My second ambition, however, is to have a law named after me – like Godwin’s law, or Parkinson’s law, and so based on the media coverage of the election so far, here’s a first go at Cowley’s Law. It’s this: there is an inverse relationship between the importance of any election campaign technique and the amount of media coverage devoted to it.

The immediate spur for this eponymous claim was the defenestration of Stuart Maclennan, the former Labour candidate for Moray, found last week to have been using his twitter account to post some near-to-the-knuckle (and in a couple of cases, way beyond the knuckle) comments. Yes, Maclennan was brought down by things he wrote on twitter, but it was merely the vehicle by which he broadcast opinions which made his candidature unsustainable. There will no doubt be similar moments over the next few weeks. But there are always have been. Remember Howard Flight, the Conservative vice-chair sacked and then barred from standing again as a candidate in 2005 because of things he’d said about spending cuts? There was nothing web 2.0 about that – his comments were made at an old fashioned meeting – but his fate was the same as Maclennan’s.

No Luddite me, and so this isn’t an attempt to ignore or downplay the importance of the internet or new social media. On which I would recommend an excellent blogpost by Mark Pack (originally given as a lecture to our postgraduate students at the University of Nottingham), or James Crabtree’s fascinating article in Wired, detailing the way the Conservatives are using the internet, and especially the way that they are buying up google adwords, allowing them to target their online message. Both these pieces show that its effect of the internet on politics is much more nuanced than people often think. All the parties rightly take the web and new social media much more seriously than they used to. Crabtree quotes one Conservative staffer saying that in the past the person in charge of the website was also the person you went to ‘if your Outlook broke’. No longer.

My problem is more the balance of the focus between the ‘new’ and the ‘old’ in how the election’s reported. For example, until this weekend’s story about Labour’s supposed targeting of cancer patients – a story denied by the party – I’d not seen a single article about the way the parties were utilising direct mail. Who are they targeting? How are they doing it? What messages are they prioritising? Ditto leaflets. Yet polling evidence from the British Election Study – from February, so before the parties really stepped up their campaigning, but the most recent we’ve got – showed that these old fashioned techniques totally outstripped the new. Those contacted by mail and leaflets outnumbered all of those contacted by other campaigning techniques combined. Of those contacted by the Conservatives, for example, 89 per cent had had something through their letter box, compared to 18 per cent by email. And would-be Labour supporters were just as likely to be contacted by one of the oldest forms of campaigning going, a knock on the door, than by email (12 per cent), and more likely to have been phoned (14 per cent) than emailed.
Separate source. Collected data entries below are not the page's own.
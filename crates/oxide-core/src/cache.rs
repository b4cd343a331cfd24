//! Cache types.

use serde::{Deserialize, Serialize};
use std::fmt;
use std::path::PathBuf;
use std::time::Duration;

/// Maximum number of cache keys accepted per restore.
pub const MAX_KEY_COUNT: usize = 8;

/// Maximum key length in characters; longer keys are truncated.
pub const MAX_KEY_LENGTH: usize = 512;

/// Extension of archives written by the cache save step.
pub const ARCHIVE_SUFFIX: &str = "tzst";

/// Part size used for ranged downloads (50 MiB).
pub const DEFAULT_PART_SIZE: u64 = 50 * 1024 * 1024;

/// Delay between failed download attempts.
pub const DEFAULT_RETRY_DELAY: Duration = Duration::from_secs(5);

/// Timeout applied to each prefix listing.
pub const PREFIX_LIST_TIMEOUT: Duration = Duration::from_secs(5);

/// A validated cache key.
#[derive(Debug, Clone, PartialEq, Eq, Hash, Serialize, Deserialize)]
#[serde(transparent)]
pub struct CacheKey(String);

impl CacheKey {
    /// Wrap an already validated key. Use `oxide_cache::validate_keys` for
    /// untrusted input.
    pub fn new_unchecked(key: impl Into<String>) -> Self {
        Self(key.into())
    }

    pub fn as_str(&self) -> &str {
        &self.0
    }

    /// Object name probed for an exact match.
    pub fn archive_name(&self) -> String {
        format!("{}.{}", self.0, ARCHIVE_SUFFIX)
    }
}

impl fmt::Display for CacheKey {
    fn fmt(&self, f: &mut fmt::Formatter<'_>) -> fmt::Result {
        f.write_str(&self.0)
    }
}

impl AsRef<str> for CacheKey {
    fn as_ref(&self) -> &str {
        &self.0
    }
}

/// A resolved object in the store.
#[derive(Debug, Clone, PartialEq, Eq, Serialize, Deserialize)]
pub struct ObjectReference {
    /// Full object name.
    pub name: String,
    /// Whether the name came from an exact probe rather than a prefix scan.
    pub exact_match: bool,
}

impl ObjectReference {
    pub fn exact(name: impl Into<String>) -> Self {
        Self {
            name: name.into(),
            exact_match: true,
        }
    }

    pub fn prefixed(name: impl Into<String>) -> Self {
        Self {
            name: name.into(),
            exact_match: false,
        }
    }
}

impl fmt::Display for ObjectReference {
    fn fmt(&self, f: &mut fmt::Formatter<'_>) -> fmt::Result {
        f.write_str(&self.name)
    }
}

/// Request to restore a cache archive.
#[derive(Debug, Clone, Serialize, Deserialize)]
pub struct DownloadRequest {
    /// Candidate keys, most preferred first.
    pub cache_keys: Vec<String>,
    /// Where the archive is written.
    pub destination: PathBuf,
    /// Extra attempts after the first failed transfer.
    #[serde(default)]
    pub max_retries: u32,
}

/// Existence of an object in the store.
#[derive(Debug, Clone, Copy, PartialEq, Eq)]
pub enum Presence {
    Exists,
    Missing,
}

/// Chunked transfer tuning.
#[derive(Debug, Clone, Copy, PartialEq, Eq)]
pub struct TransferOptions {
    /// Size of each ranged part in bytes.
    pub part_size: u64,
    /// Maximum parts in flight.
    pub concurrency: usize,
}

impl TransferOptions {
    pub fn new(part_size: u64, concurrency: usize) -> Self {
        Self {
            part_size: part_size.max(1),
            concurrency: concurrency.max(1),
        }
    }
}

/// Fixed-delay retry budget for whole transfers.
#[derive(Debug, Clone, Copy, PartialEq, Eq)]
pub struct RetryPolicy {
    pub max_retries: u32,
    pub delay: Duration,
}

impl RetryPolicy {
    pub fn new(max_retries: u32) -> Self {
        Self {
            max_retries,
            delay: DEFAULT_RETRY_DELAY,
        }
    }

    pub fn with_delay(mut self, delay: Duration) -> Self {
        self.delay = delay;
        self
    }

    /// Total attempts including the first.
    pub fn attempts(&self) -> u32 {
        self.max_retries.saturating_add(1)
    }
}

impl Default for RetryPolicy {
    fn default() -> Self {
        Self::new(0)
    }
}

/// Result of a successful restore.
#[derive(Debug, Clone, Serialize, Deserialize)]
pub struct RestoreOutcome {
    /// The object that was downloaded.
    pub matched_key: String,
    /// Whether it was an exact match.
    pub exact_match: bool,
    /// Bytes written to the destination.
    pub bytes_written: u64,
    /// Transfer attempts used.
    pub attempts: u32,
    /// Time taken to restore in milliseconds.
    pub duration_ms: u64,
}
And a survey released today showed how just a tiny minority of voters expected to get information online. Only 9 per cent of voters questioned in a poll by Opinion Matters for the National Endowment for Science, Technology and the Arts (Nesta) said they expected to get information from political websites and 5 per cent from emails sent by politicians. Compare that to 63 per cent said they would find out about the election from the TV, 47 per cent from newspapers and 27 per cent from radio. It’s interesting that this story does not seem to have been picked up yet in the media: do stories about how the internet isn’t that important just not have legs?

None of this is to decry reporting on the way parties are interacting with the internet, but to focus on their internet strategies whilst ignoring their direct mail operations, is like reporting on a football game by describing the corner kicks in loving detail but ignoring the goals. We’d do well to remember another law, the one named after Willie Sutton. He was the bank robber who when asked why he robbed banks, reputedly replied ‘because that’s where the money is’. If only journalists covering this election would do the same. Go where the parties are devoting their money and efforts, and report that.